A four-week yoga program combining hatha and restorative styles helped ease insomnia, anxiety, fatigue and mood changes in cancer survivors, a clinical study has found, suggesting a non-pharmacological way to improve quality of life after treatment.
Researchers at the University of Rochester Medical Center in the United States said Thursday that the program effectively alleviated insomnia and emotional difficulties among cancer survivors. The findings will be presented at the American Society of Clinical Oncology (ASCO) Annual Meeting, which opens in Chicago on Saturday.
To verify the clinical effects of the Yoga for Cancer Survivors (YOCAS) program, the research team recruited 410 patients from 12 community cancer care sites across the U.S. Participants had an average age of 54, were predominantly white women, and breast cancer survivors made up about 75% of the group. Patients with metastatic cancer were excluded, and only those who had not practiced yoga in the past three months were eligible.
Among the participants, 206 received the four-week yoga program in addition to standard care, while the remaining 204 received standard care alone.
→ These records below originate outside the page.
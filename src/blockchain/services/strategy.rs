// src/blockchain/services/strategy.rs

//! Transaction-mode dispatch.
//!
//! Every state-changing tool ends here. The strategy is a pure function of the
//! context mode and is re-evaluated on each call:
//!
//! * [`TxModeStrategy::Execute`] submits through the [`LedgerClient`] and
//!   renders a summary of the receipt.
//! * [`TxModeStrategy::ReturnBytes`] freezes the transaction for the context
//!   account and hands back the unsigned bytes without touching the network.

use ethers_core::types::Bytes;
use serde::{Deserialize, Serialize};
use tracing::{debug, info};

use crate::blockchain::client::LedgerClient;
use crate::blockchain::models::{AccountId, TokenId, TopicId, TransactionId, TransactionReceipt};
use crate::blockchain::transaction::Transaction;
use crate::config::{AgentMode, Context};
use crate::error::ToolError;

/// Nodes a return-bytes transaction is pinned to.
pub const RETURN_BYTES_NODE_IDS: [u64; 2] = [4, 5];

pub type PostProcess = fn(&RawTransactionResponse) -> String;

#[derive(Debug, Clone, Copy, PartialEq, Eq)]
pub enum TxModeStrategy {
    Execute,
    ReturnBytes,
}

impl TxModeStrategy {
    pub fn from_context(context: &Context) -> Self {
        match context.mode {
            AgentMode::ReturnBytes => TxModeStrategy::ReturnBytes,
            AgentMode::Autonomous => TxModeStrategy::Execute,
        }
    }
}

#[derive(Debug, Clone, PartialEq, Serialize, Deserialize)]
#[serde(rename_all = "camelCase")]
pub struct RawTransactionResponse {
    pub status: i32,
    pub account_id: Option<AccountId>,
    pub token_id: Option<TokenId>,
    pub transaction_id: String,
    pub topic_id: Option<TopicId>,
}

impl RawTransactionResponse {
    fn from_receipt(receipt: &TransactionReceipt, transaction_id: &TransactionId) -> Self {
        Self {
            status: receipt.status,
            account_id: receipt.account_id,
            token_id: receipt.token_id,
            transaction_id: transaction_id.to_string(),
            topic_id: receipt.topic_id,
        }
    }
}

#[derive(Debug, Clone, PartialEq, Serialize, Deserialize)]
pub struct ExecuteStrategyResult {
    pub raw: RawTransactionResponse,
    #[serde(rename = "humanMessage")]
    pub human_message: String,
}

#[derive(Debug, Clone, PartialEq, Serialize, Deserialize)]
pub struct ReturnBytesResult {
    pub bytes: Bytes,
}

#[derive(Debug, Clone, PartialEq, Serialize, Deserialize)]
#[serde(untagged)]
pub enum TransactionOutcome {
    Executed(ExecuteStrategyResult),
    Bytes(ReturnBytesResult),
}

impl TransactionOutcome {
    pub fn raw(&self) -> Option<&RawTransactionResponse> {
        match self {
            TransactionOutcome::Executed(result) => Some(&result.raw),
            TransactionOutcome::Bytes(_) => None,
        }
    }
}

fn default_post_process(raw: &RawTransactionResponse) -> String {
    serde_json::to_string_pretty(raw).unwrap_or_else(|_| format!("{:?}", raw))
}

pub async fn handle_transaction(
    tx: Transaction,
    client: &dyn LedgerClient,
    context: &Context,
    post_process: Option<PostProcess>,
) -> Result<TransactionOutcome, ToolError> {
    let strategy = TxModeStrategy::from_context(context);
    debug!("Dispatching {} with {:?} strategy", tx.body().kind(), strategy);
    match strategy {
        TxModeStrategy::Execute => execute(tx, client, post_process).await,
        TxModeStrategy::ReturnBytes => return_bytes(tx, context),
    }
}

async fn execute(
    mut tx: Transaction,
    client: &dyn LedgerClient,
    post_process: Option<PostProcess>,
) -> Result<TransactionOutcome, ToolError> {
    let transaction_id = match tx.transaction_id() {
        Some(id) => id,
        None => {
            let operator = client.operator_account_id().ok_or_else(|| {
                ToolError::InsufficientContext(
                    "Operator account ID is required to execute transactions".to_string(),
                )
            })?;
            let id = TransactionId::generate(operator);
            tx.set_transaction_id(id)?;
            id
        }
    };
    tx.freeze()?;

    let receipt = client.submit(&tx).await?;
    info!("Transaction {} executed with status {}", transaction_id, receipt.status);

    let raw = RawTransactionResponse::from_receipt(&receipt, &transaction_id);
    let human_message = post_process.unwrap_or(default_post_process)(&raw);
    Ok(TransactionOutcome::Executed(ExecuteStrategyResult { raw, human_message }))
}

fn return_bytes(mut tx: Transaction, context: &Context) -> Result<TransactionOutcome, ToolError> {
    let account = context.account_id.ok_or(ToolError::MissingAccountContext)?;
    let nodes = RETURN_BYTES_NODE_IDS.iter().map(|num| AccountId::from_num(*num)).collect();

    tx.set_transaction_id(TransactionId::generate(account))?
        .set_node_account_ids(nodes)?
        .freeze()?;
    let bytes = tx.to_bytes()?;
    info!("Returning {} unsigned bytes for {}", bytes.len(), account);

    Ok(TransactionOutcome::Bytes(ReturnBytesResult { bytes: Bytes::from(bytes) }))
}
Standard care included maintenance therapy, regular follow-up exams and monitoring for side effects.
The yoga program centered on 18 hatha and restorative yoga poses. Under the guidance of professional instructors, participants attended 75-minute classes twice a week and also performed breathing exercises and mindfulness meditation. They continued the practice at home for at least 30 minutes per week. Actual practice averaged about three sessions per week, totaling around 180 minutes.
As a result, the yoga group showed significantly lower overall mood disturbance scores than the group that received standard care alone. Anxiety was reduced, and improvements in fatigue were also marked. The researchers concluded that as mood and fatigue recovered, sleep quality improved as well. Improvements in mood and reductions in fatigue accounted for about 25% of the sleep improvement effect.
According to ASCO, up to 95% of cancer survivors experience sleep disorders during or after treatment, and more than half of patients simultaneously suffer from mood changes, anxiety and fatigue. However, no single behavioral therapy has yet been established to address all four of these symptoms at once.
Dr. Fumiko Chino of the MD Anderson Cancer Center in the U.S., who reviewed the study, said, "Structured yoga can help alleviate the symptoms that cancer survivors most commonly experience and that are not easy to treat." She added, "It is meaningful in that it presents a non-pharmacological option that can simultaneously reduce multiple symptoms for patients who are already taking several medications."
Professor Po-Ju Lin, who led the study, said, "There has effectively been no behavioral therapy that manages mood changes, anxiety, fatigue and insomnia in cancer survivors all at once." She added, "This clinical trial showed that yoga can improve these symptoms simultaneously."
As a follow-up, the researchers plan to develop a customized yoga program targeting adolescent and young adult cancer survivors, and to build a digital version using online platforms and mobile applications. However, since these results are at the conference presentation stage, they should be interpreted as preliminary findings until publication in a peer-reviewed journal.